Jonathan Haidt’s The Righteous Mind. Publisher’s description:

Why can’t our political leaders work together as threats loom and problems mount? Why do people so readily assume the worst about the motives of their fellow citizens? In The Righteous Mind, social psychologist Jonathan Haidt explores the origins of our divisions and points the way forward to mutual understanding.

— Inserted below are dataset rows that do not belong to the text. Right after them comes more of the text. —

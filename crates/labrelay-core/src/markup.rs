//! Message formatting helpers shared by chat replies and webhook notifications.
//!
//! Messages are rendered as HTML for Matrix' `org.matrix.custom.html` format;
//! every value that comes from GitLab or from a user goes through
//! [`escape_html`] before it is interpolated.

use std::sync::OnceLock;

use regex::Regex;

/// Escape HTML special characters.
pub fn escape_html(s: &str) -> String {
    s.replace('&', "&amp;")
        .replace('<', "&lt;")
        .replace('>', "&gt;")
        .replace('"', "&quot;")
        .replace('\'', "&#39;")
}

/// Derive the plain-text body that accompanies an HTML message.
///
/// `<br/>` and list items become line breaks, all other tags are dropped and
/// the entities produced by [`escape_html`] are decoded.
pub fn html_to_plain(html: &str) -> String {
    static BREAK: OnceLock<Regex> = OnceLock::new();
    static ITEM: OnceLock<Regex> = OnceLock::new();
    static TAG: OnceLock<Regex> = OnceLock::new();
    let brk = BREAK.get_or_init(|| Regex::new(r"(?i)<br\s*/?>\n?").expect("static regex"));
    let item = ITEM.get_or_init(|| Regex::new(r"(?i)<li>").expect("static regex"));
    let tag = TAG.get_or_init(|| Regex::new(r"<[^>]+>").expect("static regex"));

    let text = brk.replace_all(html, "\n");
    let text = item.replace_all(&text, "\n* ");
    let text = tag.replace_all(&text, "");
    text.replace("&lt;", "<")
        .replace("&gt;", ">")
        .replace("&quot;", "\"")
        .replace("&#39;", "'")
        .replace("&amp;", "&")
        .trim()
        .to_string()
}

/// `"1 commit"`, `"3 commits"`.
pub fn pluralize(count: u64, unit: &str) -> String {
    if count == 1 {
        format!("{} {}", count, unit)
    } else {
        format!("{} {}s", count, unit)
    }
}

/// Join names into an English list: `A`, `A and B`, `A, B, and C`.
pub fn join_names<S: AsRef<str>>(names: &[S]) -> String {
    match names {
        [] => String::new(),
        [only] => only.as_ref().to_string(),
        [first, second] => format!("{} and {}", first.as_ref(), second.as_ref()),
        [init @ .., last] => {
            let head: Vec<&str> = init.iter().map(|name| name.as_ref()).collect();
            format!("{}, and {}", head.join(", "), last.as_ref())
        }
    }
}

/// Human readable duration: `"1 hour, 2 minutes and 5 seconds"`.
pub fn format_duration(total_seconds: u64) -> String {
    let days = total_seconds / 86_400;
    let hours = total_seconds % 86_400 / 3_600;
    let minutes = total_seconds % 3_600 / 60;
    let seconds = total_seconds % 60;

    let parts: Vec<String> = [(days, "day"), (hours, "hour"), (minutes, "minute"), (seconds, "second")]
        .into_iter()
        .filter(|(value, _)| *value > 0)
        .map(|(value, unit)| pluralize(value, unit))
        .collect();

    match parts.as_slice() {
        [] => pluralize(0, "second"),
        [only] => only.clone(),
        [init @ .., last] => format!("{} and {}", init.join(", "), last),
    }
}

/// First line of a commit or issue message, and whether any non-blank
/// text follows it.
pub fn first_line(message: &str) -> (&str, bool) {
    let message = message.trim();
    match message.split_once('\n') {
        Some((first, rest)) => (first.trim_end_matches('\r'), !rest.trim().is_empty()),
        None => (message, false),
    }
}

/// Cut `s` to at most `max` characters, appending `…` when anything was removed.
pub fn truncate_chars(s: &str, max: usize) -> String {
    match s.char_indices().nth(max) {
        Some((idx, _)) => format!("{}…", &s[..idx]),
        None => s.to_string(),
    }
}
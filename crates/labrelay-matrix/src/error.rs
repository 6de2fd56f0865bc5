//! Error types for the Matrix transport.

use thiserror::Error;

/// Errors returned by the Matrix client.
#[derive(Debug, Error)]
pub enum MatrixError {
    /// The homeserver URL cannot be used.
    #[error("Invalid homeserver {homeserver}: {reason}")]
    InvalidHomeserver { homeserver: String, reason: String },

    /// Password login was rejected.
    #[error("Matrix login failed: {0}")]
    Login(String),

    /// The homeserver answered with a non-success status.
    #[error("Matrix request failed with {status}: {body}")]
    Status {
        status: reqwest::StatusCode,
        body: String,
    },

    /// Transport level failure.
    #[error("HTTP error: {0}")]
    Http(String),

    /// Response body could not be decoded.
    #[error("JSON error: {0}")]
    Json(#[from] serde_json::Error),
}

/// Result type for Matrix operations.
pub type Result<T> = std::result::Result<T, MatrixError>;

impl From<reqwest::Error> for MatrixError {
    fn from(err: reqwest::Error) -> Self {
        MatrixError::Http(err.to_string())
    }
}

His starting point is moral intuition—the nearly instantaneous perceptions we all have about other people and the things they do. These intuitions feel like self-evident truths, making us righteously certain that those who see things differently are wrong. Haidt shows us how these intuitions differ across cultures, including the cultures of the political left and right. He blends his own research findings with those of anthropologists, historians, and other psychologists to draw a map of the moral domain, and he explains why conservatives can navigate that map more skillfully than can liberals. He then examines the origins of morality, overturning the view that evolution made us fundamentally selfish creatures. But rather than arguing that we are innately altruistic, he makes a more subtle claim—that we are fundamentally groupish. It is our groupishness, he explains, that leads to our greatest joys, our religious divisions, and our political affiliations. In a stunning final chapter on ideology and civility, Haidt shows what each side is right about, and why we need the insights of liberals, conservatives, and libertarians to flourish as a nation.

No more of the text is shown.